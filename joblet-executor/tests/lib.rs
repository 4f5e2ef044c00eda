// Copyright 2024-2025 Joblet Contributors
//
// Licensed under the Apache License, Version 2.0 (the "License");
// you may not use this file except in compliance with the License.
// You may obtain a copy of the License at
//
//     http://www.apache.org/licenses/LICENSE-2.0
//
// Unless required by applicable law or agreed to in writing, software
// distributed under the License is distributed on an "AS IS" BASIS,
// WITHOUT WARRANTIES OR CONDITIONS OF ANY KIND, either express or implied.
// See the License for the specific language governing permissions and
// limitations under the License.

test_r::enable!();

mod common;

pub mod api;
pub mod jobs;
pub mod metrics;
pub mod workflows;
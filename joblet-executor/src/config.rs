// Copyright 2024-2025 Joblet Contributors
//
// Licensed under the Apache License, Version 2.0 (the "License");
// you may not use this file except in compliance with the License.
// You may obtain a copy of the License at
//
//     http://www.apache.org/licenses/LICENSE-2.0
//
// Unless required by applicable law or agreed to in writing, software
// distributed under the License is distributed on an "AS IS" BASIS,
// WITHOUT WARRANTIES OR CONDITIONS OF ANY KIND, either express or implied.
// See the License for the specific language governing permissions and
// limitations under the License.

use crate::logs::DEFAULT_CAPACITY_BYTES;
use crate::services::executor::ExecutorSettings;
use crate::services::monitor::MonitorSettings;
use crate::services::network::{parse_cidr, NetworkKind};
use joblet_common::config::ConfigLoader;
use joblet_common::error::JobletError;
use joblet_common::model::{Empty, NetworkName};
use joblet_common::tracing::TracingConfig;
use joblet_common::SafeDisplay;
use serde::{Deserialize, Serialize};
use std::collections::BTreeMap;
use std::fmt::Write;
use std::path::PathBuf;
use std::time::Duration;

#[derive(Clone, Debug, Serialize, Deserialize)]
pub struct JobletConfig {
    pub tracing: TracingConfig,
    /// Port the (externally provided) control RPC layer binds.
    pub grpc_port: u16,
    pub workspace_root: PathBuf,
    pub volumes_path: PathBuf,
    pub runtimes_path: PathBuf,
    pub cgroup_root: PathBuf,
    #[serde(with = "humantime_serde")]
    pub grace_period: Duration,
    pub preserve_workspaces: bool,
    pub run_as: Option<RunAsConfig>,
    pub log_buffer_capacity: usize,
    pub monitor: MonitorConfig,
    pub persistence: PersistenceConfig,
    pub networks: BTreeMap<String, NetworkConfig>,
}

impl Default for JobletConfig {
    fn default() -> Self {
        let mut networks = BTreeMap::new();
        networks.insert(
            "bridge".to_string(),
            NetworkConfig {
                bridge: Some("joblet0".to_string()),
                cidr: Some("172.30.0.0/24".to_string()),
            },
        );
        JobletConfig {
            tracing: TracingConfig::local_dev("joblet-executor"),
            grpc_port: 50051,
            workspace_root: PathBuf::from("/var/lib/joblet/jobs"),
            volumes_path: PathBuf::from("/var/lib/joblet/volumes"),
            runtimes_path: PathBuf::from("/opt/joblet/runtimes"),
            cgroup_root: PathBuf::from("/sys/fs/cgroup/joblet"),
            grace_period: Duration::from_secs(10),
            preserve_workspaces: false,
            run_as: None,
            log_buffer_capacity: DEFAULT_CAPACITY_BYTES,
            monitor: MonitorConfig::default(),
            persistence: PersistenceConfig::default(),
            networks,
        }
    }
}

impl SafeDisplay for JobletConfig {
    fn to_safe_string(&self) -> String {
        let mut result = String::new();
        let _ = writeln!(&mut result, "tracing:");
        let _ = writeln!(&mut result, "{}", self.tracing.to_safe_string_indented());
        let _ = writeln!(&mut result, "gRPC port: {}", self.grpc_port);
        let _ = writeln!(&mut result, "workspace root: {:?}", self.workspace_root);
        let _ = writeln!(&mut result, "volumes path: {:?}", self.volumes_path);
        let _ = writeln!(&mut result, "runtimes path: {:?}", self.runtimes_path);
        let _ = writeln!(&mut result, "cgroup root: {:?}", self.cgroup_root);
        let _ = writeln!(&mut result, "grace period: {:?}", self.grace_period);
        let _ = writeln!(
            &mut result,
            "preserve workspaces: {}",
            self.preserve_workspaces
        );
        let _ = writeln!(
            &mut result,
            "log buffer capacity: {}",
            self.log_buffer_capacity
        );
        let _ = writeln!(&mut result, "monitor:");
        let _ = writeln!(&mut result, "{}", self.monitor.to_safe_string_indented());
        let _ = writeln!(&mut result, "persistence:");
        let _ = writeln!(
            &mut result,
            "{}",
            self.persistence.to_safe_string_indented()
        );
        for (name, network) in &self.networks {
            let _ = writeln!(&mut result, "network {name}:");
            let _ = writeln!(&mut result, "{}", network.to_safe_string_indented());
        }
        result
    }
}

#[derive(Clone, Copy, Debug, Serialize, Deserialize)]
pub struct RunAsConfig {
    pub uid: u32,
    pub gid: u32,
}

#[derive(Clone, Debug, Serialize, Deserialize)]
pub struct MonitorConfig {
    #[serde(with = "humantime_serde")]
    pub interval: Duration,
    pub top_processes: usize,
}

impl Default for MonitorConfig {
    fn default() -> Self {
        MonitorConfig {
            interval: Duration::from_millis(1000),
            top_processes: 10,
        }
    }
}

impl SafeDisplay for MonitorConfig {
    fn to_safe_string(&self) -> String {
        format!(
            "interval: {:?}, top processes: {}",
            self.interval, self.top_processes
        )
    }
}

#[derive(Clone, Debug, Serialize, Deserialize)]
#[serde(tag = "type", content = "config")]
pub enum PersistenceBackendConfig {
    InMemory(Empty),
    DynamoDb(DynamoDbConfig),
}

#[derive(Clone, Debug, Serialize, Deserialize)]
pub struct DynamoDbConfig {
    pub table: String,
    pub region: Option<String>,
}

#[derive(Clone, Debug, Serialize, Deserialize)]
pub struct PersistenceConfig {
    pub backend: PersistenceBackendConfig,
    pub queue_capacity: usize,
    /// TTL applied to terminal job records.
    #[serde(with = "humantime_serde")]
    pub terminal_ttl: Duration,
}

impl Default for PersistenceConfig {
    fn default() -> Self {
        PersistenceConfig {
            backend: PersistenceBackendConfig::InMemory(Empty {}),
            queue_capacity: 1024,
            terminal_ttl: Duration::from_secs(30 * 24 * 3600),
        }
    }
}

impl SafeDisplay for PersistenceConfig {
    fn to_safe_string(&self) -> String {
        let backend = match &self.backend {
            PersistenceBackendConfig::InMemory(_) => "in-memory".to_string(),
            PersistenceBackendConfig::DynamoDb(config) => format!(
                "dynamodb table {} (region {})",
                config.table,
                config.region.as_deref().unwrap_or("default")
            ),
        };
        format!(
            "backend: {backend}, queue capacity: {}, terminal TTL: {:?}",
            self.queue_capacity, self.terminal_ttl
        )
    }
}

/// A named bridge network; `host`, `none` and `isolated` are built in
/// and need no configuration.
#[derive(Clone, Debug, Serialize, Deserialize)]
pub struct NetworkConfig {
    pub bridge: Option<String>,
    pub cidr: Option<String>,
}

impl SafeDisplay for NetworkConfig {
    fn to_safe_string(&self) -> String {
        format!(
            "bridge: {}, cidr: {}",
            self.bridge.as_deref().unwrap_or("-"),
            self.cidr.as_deref().unwrap_or("-")
        )
    }
}

impl JobletConfig {
    pub fn executor_settings(&self) -> ExecutorSettings {
        ExecutorSettings {
            workspace_root: self.workspace_root.clone(),
            grace_period: self.grace_period,
            preserve_workspaces: self.preserve_workspaces,
            run_as: self.run_as.map(|run_as| (run_as.uid, run_as.gid)),
        }
    }

    pub fn monitor_settings(&self) -> MonitorSettings {
        MonitorSettings {
            interval: self.monitor.interval,
            top_processes: self.monitor.top_processes,
        }
    }

    pub fn network_definitions(&self) -> Result<Vec<(NetworkName, NetworkKind)>, JobletError> {
        let mut definitions = Vec::new();
        for (name, network) in &self.networks {
            let name = NetworkName::new(name.as_str())?;
            let cidr = network.cidr.as_deref().ok_or_else(|| {
                JobletError::validation(format!("network {name} is missing a cidr"))
            })?;
            let (address, prefix_len) = parse_cidr(cidr)?;
            definitions.push((
                name.clone(),
                NetworkKind::Bridge {
                    bridge: network
                        .bridge
                        .clone()
                        .unwrap_or_else(|| format!("jb-{name}")),
                    network: address,
                    prefix_len,
                },
            ));
        }
        Ok(definitions)
    }
}

pub fn make_config_loader() -> ConfigLoader<JobletConfig> {
    ConfigLoader::new(&PathBuf::from("config/joblet-executor.toml"))
}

▬▬▬▬▬▬▬▬▬▬

• Work request
Among the lines of the preceding listing, count those that contain the string "interval"; state the count and nothing further.

• Answer for the task
5